Он взял ручку из держателя для молитвенников на спинке скамьи и протянул ей.
— Зачем тебе ручка? — спросил он, пока она разворачивала листок.
— Новый вопрос для вас после Дня благодарения.
— Какой вопрос?
Она записала три слова на листке и протянула ему.
Сорен прочитал слова вслух.
— У чьих ног?
Элеонор засунул листок в карман.
— Одна проблема с вопросом, Элеонор.
— Какая?
— Ответить на него можешь только ты.
Глава 11
Элеонор
Ответить на него можешь только ты.
Несколько дней спустя после обсуждения с Сореном витража, Элеонор обдумывала его слова. Они засели в ее сердце как пуля, и она не могла вытащить их ни одним скальпелем в мире.
Была поздняя ночь четверга. Ничего не происходило. Она пошла в церковь, надеясь, что сможет застать Сорена в кабинете. Девушка хотела поговорить с ним о том, что он сказал, почему только она сможет ответить на этот вопрос — у чьих ног она должна сидеть? Было ощущение, словно ответ на этот вопрос определит ее оставшуюся жизнь. Но она не понимала почему.

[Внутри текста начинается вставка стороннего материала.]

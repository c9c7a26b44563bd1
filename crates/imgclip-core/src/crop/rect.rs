//! Rectangular crop selection in display CSS pixels.

use super::{clamp_to, DragState, Handle};
use crate::transform::{Point, Rect};

/// Rectangle selection over a canvas of `bounds` CSS pixels.
///
/// Coordinates are relative to the canvas' top-left corner; any centering
/// margin of the canvas inside its container is the caller's concern.
#[derive(Debug, Clone, PartialEq)]
pub struct RectCrop {
    rect: Rect,
    bounds: (f64, f64),
    constrain: bool,
    min_move_diff: f64,
    drag: DragState,
    /// Rect and pointer at the start of the gesture
    snapshot: Rect,
    anchor: Point,
}

impl RectCrop {
    /// A selection covering the whole canvas.
    ///
    /// # Arguments
    ///
    /// * `canvas_width`, `canvas_height` - Canvas size in CSS pixels
    /// * `constrain` - Clamp the pointer to the canvas while resizing
    /// * `min_move_diff` - Pointer travel (per axis) needed to move the body
    pub fn new(canvas_width: f64, canvas_height: f64, constrain: bool, min_move_diff: f64) -> Self {
        let full = Rect::new(0.0, 0.0, canvas_width, canvas_height);
        Self {
            rect: full,
            bounds: (canvas_width, canvas_height),
            constrain,
            min_move_diff,
            drag: DragState::Idle,
            snapshot: full,
            anchor: Point::default(),
        }
    }

    pub fn rect(&self) -> Rect {
        self.rect
    }

    pub fn drag_state(&self) -> DragState {
        self.drag
    }

    pub fn bounds(&self) -> (f64, f64) {
        self.bounds
    }

    /// Replace the canvas size without touching the selection.
    pub fn set_bounds(&mut self, canvas_width: f64, canvas_height: f64) {
        self.bounds = (canvas_width, canvas_height);
    }

    /// Select the whole canvas and drop any gesture in progress.
    pub fn reset_to_full(&mut self) {
        self.rect = Rect::new(0.0, 0.0, self.bounds.0, self.bounds.1);
        self.drag = DragState::Idle;
    }

    /// Scale the selection after the canvas was resized.
    pub fn rescale(&mut self, scale_x: f64, scale_y: f64) {
        self.rect = Rect::new(
            self.rect.x * scale_x,
            self.rect.y * scale_y,
            self.rect.width * scale_x,
            self.rect.height * scale_y,
        );
        self.snapshot = self.rect;
    }

    /// Pointer position limited to the canvas when constrained.
    pub fn clamp_pointer(&self, pointer: Point) -> Point {
        if !self.constrain {
            return pointer;
        }
        Point::new(
            clamp_to(pointer.x, 0.0, self.bounds.0),
            clamp_to(pointer.y, 0.0, self.bounds.1),
        )
    }

    /// Start dragging `handle`. Ignored while the body is being moved.
    ///
    /// Returns whether the resize started.
    pub fn begin_resize(&mut self, handle: Handle, pointer: Point) -> bool {
        if self.drag == DragState::Moving {
            return false;
        }
        self.drag = DragState::Resizing(handle);
        self.snapshot = self.rect;
        self.anchor = pointer;
        true
    }

    /// Drag the active handle to `pointer`.
    ///
    /// Only the edges the handle owns follow the pointer; an edge dragged
    /// past its opposite edge stops there, leaving zero extent.
    ///
    /// Returns `false` when no resize is in progress.
    pub fn update_resize(&mut self, pointer: Point) -> bool {
        let DragState::Resizing(handle) = self.drag else {
            return false;
        };
        let cursor = self.clamp_pointer(pointer);
        let start = self.snapshot;

        let (left, right) = if handle.moves_left() {
            (cursor.x.min(start.right()), start.right())
        } else if handle.moves_right() {
            (start.x, cursor.x.max(start.x))
        } else {
            (start.x, start.right())
        };

        let (top, bottom) = if handle.moves_top() {
            (cursor.y.min(start.bottom()), start.bottom())
        } else if handle.moves_bottom() {
            (start.y, cursor.y.max(start.y))
        } else {
            (start.y, start.bottom())
        };

        self.rect = Rect::new(left, top, right - left, bottom - top);
        true
    }

    pub fn end_resize(&mut self) {
        if self.drag.is_resizing() {
            self.drag = DragState::Idle;
        }
    }

    /// Start dragging the body. Ignored while a handle is being dragged.
    pub fn begin_move(&mut self, pointer: Point) {
        if self.drag.is_resizing() {
            return;
        }
        self.drag = DragState::Moving;
        self.snapshot = self.rect;
        self.anchor = pointer;
    }

    /// Translate by the pointer travel since the last accepted position.
    ///
    /// Travel of at most `min_move_diff` on both axes is ignored and keeps
    /// accumulating. The rectangle never leaves the canvas.
    pub fn update_move(&mut self, pointer: Point) -> bool {
        if self.drag != DragState::Moving {
            return false;
        }

        let dx = pointer.x - self.anchor.x;
        let dy = pointer.y - self.anchor.y;
        if dx.abs() <= self.min_move_diff && dy.abs() <= self.min_move_diff {
            return false;
        }
        self.anchor = pointer;

        let max_x = self.bounds.0 - self.rect.width;
        let max_y = self.bounds.1 - self.rect.height;
        self.rect.x = clamp_to(self.rect.x + dx, 0.0, max_x);
        self.rect.y = clamp_to(self.rect.y + dy, 0.0, max_y);
        true
    }

    pub fn end_move(&mut self) {
        if self.drag == DragState::Moving {
            self.drag = DragState::Idle;
        }
    }

    /// Abandon the gesture and restore the selection it started from.
    pub fn cancel(&mut self) {
        if !self.drag.is_idle() {
            self.rect = self.snapshot;
            self.drag = DragState::Idle;
        }
    }
}

#[cfg(test)]
mod tests {
    use super::*;

    fn crop() -> RectCrop {
        RectCrop::new(300.0, 200.0, true, 1.0)
    }

    #[test]
    fn test_starts_full() {
        let c = crop();
        assert_eq!(c.rect(), Rect::new(0.0, 0.0, 300.0, 200.0));
        assert_eq!(c.drag_state(), DragState::Idle);
    }

    #[test]
    fn test_resize_table() {
        // Start from a centred rect and drag each handle by (+10, +20)
        let base = Rect::new(100.0, 50.0, 100.0, 100.0);
        let cases = [
            (Handle::Nw, Rect::new(110.0, 70.0, 90.0, 80.0)),
            (Handle::Ne, Rect::new(100.0, 70.0, 110.0, 80.0)),
            (Handle::Sw, Rect::new(110.0, 50.0, 90.0, 120.0)),
            (Handle::Se, Rect::new(100.0, 50.0, 110.0, 120.0)),
            (Handle::N, Rect::new(100.0, 70.0, 100.0, 80.0)),
            (Handle::S, Rect::new(100.0, 50.0, 100.0, 120.0)),
            (Handle::W, Rect::new(110.0, 50.0, 90.0, 100.0)),
            (Handle::E, Rect::new(100.0, 50.0, 110.0, 100.0)),
        ];

        for (handle, expected) in cases {
            let mut c = crop();
            c.rect = base;
            let grip = Point::new(
                if handle.moves_right() { base.right() } else { base.x },
                if handle.moves_bottom() { base.bottom() } else { base.y },
            );
            c.begin_resize(handle, grip);
            assert!(c.update_resize(Point::new(grip.x + 10.0, grip.y + 20.0)));
            assert_eq!(c.rect(), expected, "handle {:?}", handle);
        }
    }

    #[test]
    fn test_se_beyond_canvas_is_clamped() {
        let mut c = crop();
        c.rect = Rect::new(50.0, 40.0, 100.0, 100.0);
        c.begin_resize(Handle::Se, Point::new(150.0, 140.0));
        c.update_resize(Point::new(900.0, 700.0));
        assert_eq!(c.rect(), Rect::new(50.0, 40.0, 250.0, 160.0));
    }

    #[test]
    fn test_crossing_handles_collapse_to_zero() {
        let mut c = crop();
        c.rect = Rect::new(50.0, 40.0, 100.0, 100.0);

        c.begin_resize(Handle::Se, Point::new(150.0, 140.0));
        c.update_resize(Point::new(10.0, 5.0));
        assert_eq!(c.rect(), Rect::new(50.0, 40.0, 0.0, 0.0));
        c.end_resize();

        c.rect = Rect::new(50.0, 40.0, 100.0, 100.0);
        c.begin_resize(Handle::Nw, Point::new(50.0, 40.0));
        c.update_resize(Point::new(280.0, 190.0));
        assert_eq!(c.rect(), Rect::new(150.0, 140.0, 0.0, 0.0));
    }

    #[test]
    fn test_unconstrained_pointer_not_clamped() {
        let mut c = RectCrop::new(300.0, 200.0, false, 1.0);
        c.begin_resize(Handle::E, Point::new(300.0, 100.0));
        c.update_resize(Point::new(400.0, 100.0));
        assert_eq!(c.rect().width, 400.0);
    }

    #[test]
    fn test_move_threshold() {
        let mut c = crop();
        c.rect = Rect::new(10.0, 10.0, 50.0, 50.0);
        c.begin_move(Point::new(100.0, 100.0));

        // Below threshold: nothing moves
        assert!(!c.update_move(Point::new(101.0, 100.5)));
        assert_eq!(c.rect().x, 10.0);

        // Travel accumulates from the last accepted position
        assert!(c.update_move(Point::new(103.0, 100.0)));
        assert_eq!(c.rect(), Rect::new(13.0, 10.0, 50.0, 50.0));

        assert!(c.update_move(Point::new(103.0, 110.0)));
        assert_eq!(c.rect(), Rect::new(13.0, 20.0, 50.0, 50.0));
    }

    #[test]
    fn test_move_clamped_to_canvas() {
        let mut c = crop();
        c.rect = Rect::new(10.0, 10.0, 50.0, 50.0);
        c.begin_move(Point::new(0.0, 0.0));
        c.update_move(Point::new(1000.0, 1000.0));
        assert_eq!(c.rect(), Rect::new(250.0, 150.0, 50.0, 50.0));

        c.update_move(Point::new(-1000.0, -1000.0));
        assert_eq!(c.rect(), Rect::new(0.0, 0.0, 50.0, 50.0));
    }

    #[test]
    fn test_gestures_are_exclusive() {
        let mut c = crop();
        c.begin_resize(Handle::Se, Point::new(300.0, 200.0));
        c.begin_move(Point::new(10.0, 10.0));
        assert_eq!(c.drag_state(), DragState::Resizing(Handle::Se));
        assert!(!c.update_move(Point::new(50.0, 50.0)));

        c.end_move();
        assert!(c.drag_state().is_resizing());
        c.end_resize();
        assert!(c.drag_state().is_idle());
        assert!(!c.update_resize(Point::new(1.0, 1.0)));
    }

    #[test]
    fn test_resize_ignored_while_moving() {
        let mut c = crop();
        c.begin_resize(Handle::Se, Point::new(300.0, 200.0));
        c.update_resize(Point::new(100.0, 100.0));
        c.end_resize();

        c.begin_move(Point::new(50.0, 50.0));
        assert!(c.update_move(Point::new(60.0, 50.0)));
        assert!(!c.begin_resize(Handle::Se, Point::new(110.0, 100.0)));
        assert_eq!(c.drag_state(), DragState::Moving);
        assert!(!c.update_resize(Point::new(200.0, 200.0)));

        // The move snapshot survives, so cancelling undoes the whole move
        c.cancel();
        assert_eq!(c.rect(), Rect::new(0.0, 0.0, 100.0, 100.0));
    }

    #[test]
    fn test_cancel_restores_snapshot() {
        let mut c = crop();
        c.begin_resize(Handle::Nw, Point::new(0.0, 0.0));
        c.update_resize(Point::new(100.0, 100.0));
        c.cancel();
        assert_eq!(c.rect(), Rect::new(0.0, 0.0, 300.0, 200.0));
        assert!(c.drag_state().is_idle());
    }

    #[test]
    fn test_rescale() {
        let mut c = crop();
        c.rect = Rect::new(10.0, 20.0, 30.0, 40.0);
        c.set_bounds(600.0, 400.0);
        c.rescale(2.0, 2.0);
        assert_eq!(c.rect(), Rect::new(20.0, 40.0, 60.0, 80.0));
    }
}

// ============================================================================
// Property-Based Tests
// ============================================================================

Как только она переступила порог парадной двери «Пресвятого сердца», по пустому эху ее шагов она могла сказать, что была здесь одна. Дверь кабинета Сорена оказалась заперта. Она постучала, но ничего не услышала. Трясущимися руками она повернула дверную ручку и обнаружила, что свет выключен, а кабинет пуст.
На дрожащих ногах она зашла в его офис. Она не должна быть здесь, но любопытство взяло верх. В темноте Элеонор протянула руку и провела пальцами по книгам на полках Сорена. Ткань. Кожа. Бумага. Ткань. Она прижала ладони к спинке его кресла — старый кожевенный номер, вероятно, оно появилось здесь с момента возведения церкви, двести лет назад. В темноте Элеонор скользила по витому орнаменту из завитков на подлокотнике кресла и провела руками по гладкой коже сидения.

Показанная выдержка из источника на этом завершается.